:: Work task ::
Would you transcribe all of the data exactly, down to the last character?

:: Stored data ::
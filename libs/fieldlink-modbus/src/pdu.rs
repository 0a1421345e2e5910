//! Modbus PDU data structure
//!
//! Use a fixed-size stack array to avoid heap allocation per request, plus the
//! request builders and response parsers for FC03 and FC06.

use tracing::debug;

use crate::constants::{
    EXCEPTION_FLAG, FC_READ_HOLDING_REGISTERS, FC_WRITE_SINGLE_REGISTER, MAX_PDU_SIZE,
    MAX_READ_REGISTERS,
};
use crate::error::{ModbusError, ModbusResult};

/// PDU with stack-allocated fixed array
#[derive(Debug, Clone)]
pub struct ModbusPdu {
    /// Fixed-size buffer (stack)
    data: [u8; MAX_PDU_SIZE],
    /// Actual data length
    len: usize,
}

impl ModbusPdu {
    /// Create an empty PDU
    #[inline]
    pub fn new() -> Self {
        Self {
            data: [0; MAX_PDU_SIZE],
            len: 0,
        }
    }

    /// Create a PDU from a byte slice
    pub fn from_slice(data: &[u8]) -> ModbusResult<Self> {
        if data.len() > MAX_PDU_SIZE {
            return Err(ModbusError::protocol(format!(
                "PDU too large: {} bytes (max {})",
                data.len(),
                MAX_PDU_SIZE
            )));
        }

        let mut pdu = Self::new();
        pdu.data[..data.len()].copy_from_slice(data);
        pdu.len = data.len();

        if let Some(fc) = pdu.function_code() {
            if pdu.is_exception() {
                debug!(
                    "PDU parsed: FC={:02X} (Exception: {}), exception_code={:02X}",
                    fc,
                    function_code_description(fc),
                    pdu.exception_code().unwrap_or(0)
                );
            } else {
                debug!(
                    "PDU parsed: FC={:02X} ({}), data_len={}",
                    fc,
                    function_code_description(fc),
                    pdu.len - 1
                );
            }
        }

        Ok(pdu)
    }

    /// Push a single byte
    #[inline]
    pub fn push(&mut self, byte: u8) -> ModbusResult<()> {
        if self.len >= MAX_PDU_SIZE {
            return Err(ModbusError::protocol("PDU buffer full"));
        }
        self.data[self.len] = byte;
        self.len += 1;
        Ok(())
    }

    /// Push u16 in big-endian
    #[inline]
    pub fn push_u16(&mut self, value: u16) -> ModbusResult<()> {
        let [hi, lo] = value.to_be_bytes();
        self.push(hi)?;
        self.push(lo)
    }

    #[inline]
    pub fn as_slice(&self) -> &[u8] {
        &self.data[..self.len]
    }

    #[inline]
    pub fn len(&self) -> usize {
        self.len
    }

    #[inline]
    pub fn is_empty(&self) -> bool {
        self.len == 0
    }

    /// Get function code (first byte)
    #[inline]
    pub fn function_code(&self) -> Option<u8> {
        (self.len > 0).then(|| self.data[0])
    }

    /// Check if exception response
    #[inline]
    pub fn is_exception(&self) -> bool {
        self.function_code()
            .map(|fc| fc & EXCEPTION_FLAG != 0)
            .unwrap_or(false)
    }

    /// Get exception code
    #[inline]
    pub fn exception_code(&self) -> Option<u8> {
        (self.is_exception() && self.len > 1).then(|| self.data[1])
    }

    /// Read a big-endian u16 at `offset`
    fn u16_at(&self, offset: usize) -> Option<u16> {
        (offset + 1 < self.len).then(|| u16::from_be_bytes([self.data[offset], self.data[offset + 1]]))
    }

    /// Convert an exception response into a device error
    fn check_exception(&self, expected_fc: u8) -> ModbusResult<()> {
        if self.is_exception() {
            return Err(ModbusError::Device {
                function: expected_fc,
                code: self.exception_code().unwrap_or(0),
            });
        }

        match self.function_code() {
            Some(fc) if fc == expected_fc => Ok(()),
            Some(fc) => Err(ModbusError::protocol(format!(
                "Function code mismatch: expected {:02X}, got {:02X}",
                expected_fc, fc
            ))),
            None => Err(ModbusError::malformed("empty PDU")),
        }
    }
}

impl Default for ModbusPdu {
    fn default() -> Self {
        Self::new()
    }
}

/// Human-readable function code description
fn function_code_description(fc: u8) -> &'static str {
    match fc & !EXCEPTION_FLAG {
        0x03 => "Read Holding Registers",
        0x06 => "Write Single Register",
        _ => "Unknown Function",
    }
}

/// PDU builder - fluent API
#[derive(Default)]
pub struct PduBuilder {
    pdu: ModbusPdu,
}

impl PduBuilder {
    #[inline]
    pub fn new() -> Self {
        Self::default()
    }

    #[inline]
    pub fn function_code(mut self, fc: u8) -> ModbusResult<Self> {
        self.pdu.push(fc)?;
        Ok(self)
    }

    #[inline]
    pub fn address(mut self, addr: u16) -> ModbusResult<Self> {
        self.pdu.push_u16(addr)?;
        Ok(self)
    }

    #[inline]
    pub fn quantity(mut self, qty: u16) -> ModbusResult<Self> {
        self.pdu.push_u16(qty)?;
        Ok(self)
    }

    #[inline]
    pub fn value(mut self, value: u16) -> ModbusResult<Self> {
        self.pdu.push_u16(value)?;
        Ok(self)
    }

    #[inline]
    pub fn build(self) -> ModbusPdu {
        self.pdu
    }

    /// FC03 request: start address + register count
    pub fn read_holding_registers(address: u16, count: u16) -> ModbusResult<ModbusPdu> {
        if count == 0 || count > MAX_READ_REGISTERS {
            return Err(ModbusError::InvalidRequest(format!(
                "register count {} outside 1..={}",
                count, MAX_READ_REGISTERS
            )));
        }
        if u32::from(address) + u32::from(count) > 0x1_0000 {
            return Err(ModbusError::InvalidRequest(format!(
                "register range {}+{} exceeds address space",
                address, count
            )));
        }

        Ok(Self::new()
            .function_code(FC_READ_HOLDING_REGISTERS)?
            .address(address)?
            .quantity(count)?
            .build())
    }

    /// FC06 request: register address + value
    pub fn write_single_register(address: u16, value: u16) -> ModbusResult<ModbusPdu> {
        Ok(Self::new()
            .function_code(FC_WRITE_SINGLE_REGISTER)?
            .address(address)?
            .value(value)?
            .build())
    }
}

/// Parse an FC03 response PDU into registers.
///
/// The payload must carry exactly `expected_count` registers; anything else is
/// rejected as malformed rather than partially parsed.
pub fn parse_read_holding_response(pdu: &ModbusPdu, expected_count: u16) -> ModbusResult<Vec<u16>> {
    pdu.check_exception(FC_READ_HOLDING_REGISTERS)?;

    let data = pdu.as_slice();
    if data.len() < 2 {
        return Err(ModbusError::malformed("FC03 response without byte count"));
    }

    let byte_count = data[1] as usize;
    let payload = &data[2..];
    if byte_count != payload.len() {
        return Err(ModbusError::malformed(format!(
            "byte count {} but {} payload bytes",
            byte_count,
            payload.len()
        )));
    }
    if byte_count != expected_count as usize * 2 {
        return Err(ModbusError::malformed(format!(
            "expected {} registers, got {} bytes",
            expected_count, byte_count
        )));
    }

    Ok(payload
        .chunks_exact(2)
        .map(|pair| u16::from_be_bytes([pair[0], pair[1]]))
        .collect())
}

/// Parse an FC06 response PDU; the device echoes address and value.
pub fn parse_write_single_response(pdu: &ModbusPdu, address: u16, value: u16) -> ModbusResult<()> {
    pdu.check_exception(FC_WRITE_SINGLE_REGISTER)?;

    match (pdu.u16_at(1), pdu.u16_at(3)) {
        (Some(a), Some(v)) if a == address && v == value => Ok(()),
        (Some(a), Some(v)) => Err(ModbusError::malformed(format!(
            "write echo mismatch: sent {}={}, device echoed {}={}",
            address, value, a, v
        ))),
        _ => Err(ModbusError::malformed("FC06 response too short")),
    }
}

:: Result of this task ::
filename libs/fieldlink-modbus/src/pdu.rs
repository 0a1421345e2e5910
//! Modbus PDU data structure
//!
//! Use a fixed-size stack array to avoid heap allocation per request, plus the
//! request builders and response parsers for FC03 and FC06.

use tracing::debug;

use crate::constants::{
    EXCEPTION_FLAG, FC_READ_HOLDING_REGISTERS, FC_WRITE_SINGLE_REGISTER, MAX_PDU_SIZE,
    MAX_READ_REGISTERS,
};
use crate::error::{ModbusError, ModbusResult};

/// PDU with stack-allocated fixed array
#[derive(Debug, Clone)]
pub struct ModbusPdu {
    /// Fixed-size buffer (stack)
    data: [u8; MAX_PDU_SIZE],
    /// Actual data length
    len: usize,
}

impl ModbusPdu {
    /// Create an empty PDU
    #[inline]
    pub fn new() -> Self {
        Self {
            data: [0; MAX_PDU_SIZE],
            len: 0,
        }
    }

    /// Create a PDU from a byte slice
    pub fn from_slice(data: &[u8]) -> ModbusResult<Self> {
        if data.len() > MAX_PDU_SIZE {
            return Err(ModbusError::protocol(format!(
                "PDU too large: {} bytes (max {})",
                data.len(),
                MAX_PDU_SIZE
            )));
        }

        let mut pdu = Self::new();
        pdu.data[..data.len()].copy_from_slice(data);
        pdu.len = data.len();

        if let Some(fc) = pdu.function_code() {
            if pdu.is_exception() {
                debug!(
                    "PDU parsed: FC={:02X} (Exception: {}), exception_code={:02X}",
                    fc,
                    function_code_description(fc),
                    pdu.exception_code().unwrap_or(0)
                );
            } else {
                debug!(
                    "PDU parsed: FC={:02X} ({}), data_len={}",
                    fc,
                    function_code_description(fc),
                    pdu.len - 1
                );
            }
        }

        Ok(pdu)
    }

    /// Push a single byte
    #[inline]
    pub fn push(&mut self, byte: u8) -> ModbusResult<()> {
        if self.len >= MAX_PDU_SIZE {
            return Err(ModbusError::protocol("PDU buffer full"));
        }
        self.data[self.len] = byte;
        self.len += 1;
        Ok(())
    }

    /// Push u16 in big-endian
    #[inline]
    pub fn push_u16(&mut self, value: u16) -> ModbusResult<()> {
        let [hi, lo] = value.to_be_bytes();
        self.push(hi)?;
        self.push(lo)
    }

    #[inline]
    pub fn as_slice(&self) -> &[u8] {
        &self.data[..self.len]
    }

    #[inline]
    pub fn len(&self) -> usize {
        self.len
    }

    #[inline]
    pub fn is_empty(&self) -> bool {
        self.len == 0
    }

    /// Get function code (first byte)
    #[inline]
    pub fn function_code(&self) -> Option<u8> {
        (self.len > 0).then(|| self.data[0])
    }

    /// Check if exception response
    #[inline]
    pub fn is_exception(&self) -> bool {
        self.function_code()
            .map(|fc| fc & EXCEPTION_FLAG != 0)
            .unwrap_or(false)
    }

    /// Get exception code
    #[inline]
    pub fn exception_code(&self) -> Option<u8> {
        (self.is_exception() && self.len > 1).then(|| self.data[1])
    }

    /// Read a big-endian u16 at `offset`
    fn u16_at(&self, offset: usize) -> Option<u16> {
        (offset + 1 < self.len).then(|| u16::from_be_bytes([self.data[offset], self.data[offset + 1]]))
    }

    /// Convert an exception response into a device error
    fn check_exception(&self, expected_fc: u8) -> ModbusResult<()> {
        if self.is_exception() {
            return Err(ModbusError::Device {
                function: expected_fc,
                code: self.exception_code().unwrap_or(0),
            });
        }

        match self.function_code() {
            Some(fc) if fc == expected_fc => Ok(()),
            Some(fc) => Err(ModbusError::protocol(format!(
                "Function code mismatch: expected {:02X}, got {:02X}",
                expected_fc, fc
            ))),
            None => Err(ModbusError::malformed("empty PDU")),
        }
    }
}

impl Default for ModbusPdu {
    fn default() -> Self {
        Self::new()
    }
}

/// Human-readable function code description
fn function_code_description(fc: u8) -> &'static str {
    match fc & !EXCEPTION_FLAG {
        0x03 => "Read Holding Registers",
        0x06 => "Write Single Register",
        _ => "Unknown Function",
    }
}

/// PDU builder - fluent API
#[derive(Default)]
pub struct PduBuilder {
    pdu: ModbusPdu,
}

impl PduBuilder {
    #[inline]
    pub fn new() -> Self {
        Self::default()
    }

    #[inline]
    pub fn function_code(mut self, fc: u8) -> ModbusResult<Self> {
        self.pdu.push(fc)?;
        Ok(self)
    }

    #[inline]
    pub fn address(mut self, addr: u16) -> ModbusResult<Self> {
        self.pdu.push_u16(addr)?;
        Ok(self)
    }

    #[inline]
    pub fn quantity(mut self, qty: u16) -> ModbusResult<Self> {
        self.pdu.push_u16(qty)?;
        Ok(self)
    }

    #[inline]
    pub fn value(mut self, value: u16) -> ModbusResult<Self> {
        self.pdu.push_u16(value)?;
        Ok(self)
    }

    #[inline]
    pub fn build(self) -> ModbusPdu {
        self.pdu
    }

    /// FC03 request: start address + register count
    pub fn read_holding_registers(address: u16, count: u16) -> ModbusResult<ModbusPdu> {
        if count == 0 || count > MAX_READ_REGISTERS {
            return Err(ModbusError::InvalidRequest(format!(
                "register count {} outside 1..={}",
                count, MAX_READ_REGISTERS
            )));
        }
        if u32::from(address) + u32::from(count) > 0x1_0000 {
            return Err(ModbusError::InvalidRequest(format!(
                "register range {}+{} exceeds address space",
                address, count
            )));
        }

        Ok(Self::new()
            .function_code(FC_READ_HOLDING_REGISTERS)?
            .address(address)?
            .quantity(count)?
            .build())
    }

    /// FC06 request: register address + value
    pub fn write_single_register(address: u16, value: u16) -> ModbusResult<ModbusPdu> {
        Ok(Self::new()
            .function_code(FC_WRITE_SINGLE_REGISTER)?
            .address(address)?
            .value(value)?
            .build())
    }
}

/// Parse an FC03 response PDU into registers.
///
/// The payload must carry exactly `expected_count` registers; anything else is
/// rejected as malformed rather than partially parsed.
pub fn parse_read_holding_response(pdu: &ModbusPdu, expected_count: u16) -> ModbusResult<Vec<u16>> {
    pdu.check_exception(FC_READ_HOLDING_REGISTERS)?;

    let data = pdu.as_slice();
    if data.len() < 2 {
        return Err(ModbusError::malformed("FC03 response without byte count"));
    }

    let byte_count = data[1] as usize;
    let payload = &data[2..];
    if byte_count != payload.len() {
        return Err(ModbusError::malformed(format!(
            "byte count {} but {} payload bytes",
            byte_count,
            payload.len()
        )));
    }
    if byte_count != expected_count as usize * 2 {
        return Err(ModbusError::malformed(format!(
            "expected {} registers, got {} bytes",
            expected_count, byte_count
        )));
    }

    Ok(payload
        .chunks_exact(2)
        .map(|pair| u16::from_be_bytes([pair[0], pair[1]]))
        .collect())
}

/// Parse an FC06 response PDU; the device echoes address and value.
pub fn parse_write_single_response(pdu: &ModbusPdu, address: u16, value: u16) -> ModbusResult<()> {
    pdu.check_exception(FC_WRITE_SINGLE_REGISTER)?;

    match (pdu.u16_at(1), pdu.u16_at(3)) {
        (Some(a), Some(v)) if a == address && v == value => Ok(()),
        (Some(a), Some(v)) => Err(ModbusError::malformed(format!(
            "write echo mismatch: sent {}={}, device echoed {}={}",
            address, value, a, v
        ))),
        _ => Err(ModbusError::malformed("FC06 response too short")),
    }
}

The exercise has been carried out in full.